* _EXERCISE GOAL_
Where the string "BrokerSession" occurs in a line of the entries below, copy that line.

* _Data entries_
........
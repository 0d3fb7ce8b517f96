//! `carrot-pull` opens a single consumer session against a RabbitMq broker, built on top of
//! [`lapin`], and hands messages to the caller one at a time.
//!
//! [`BrokerSession`](crate::consumers::BrokerSession) is the starting point: it is configured
//! from a `.properties` source, optionally secured with mutual TLS, and exposes a
//! connect → pull → acknowledge → close lifecycle.
//!
//! ```rust,no_run
//! use carrot_pull::consumers::BrokerSession;
//!
//! async fn example() -> Result<(), Box<dyn std::error::Error>> {
//!     let mut session = BrokerSession::from_properties_file("rabbitmq.properties")?;
//!     session.connect(false).await?;
//!
//!     let delivery = session.next_delivery().await?;
//!     println!("Received {} bytes", delivery.payload().len());
//!     session.acknowledge(&delivery).await?;
//!
//!     session.close().await?;
//!     Ok(())
//! }
//! ```
//!
//! ## Examples
//!
//! Check the `demos` directory to see the library in action.

pub mod amqp;
pub mod consumers;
........
* _SOLUTION_
//! [`BrokerSession`](crate::consumers::BrokerSession) is the starting point: it is configured
//! use carrot_pull::consumers::BrokerSession;
//!     let mut session = BrokerSession::from_properties_file("rabbitmq.properties")?;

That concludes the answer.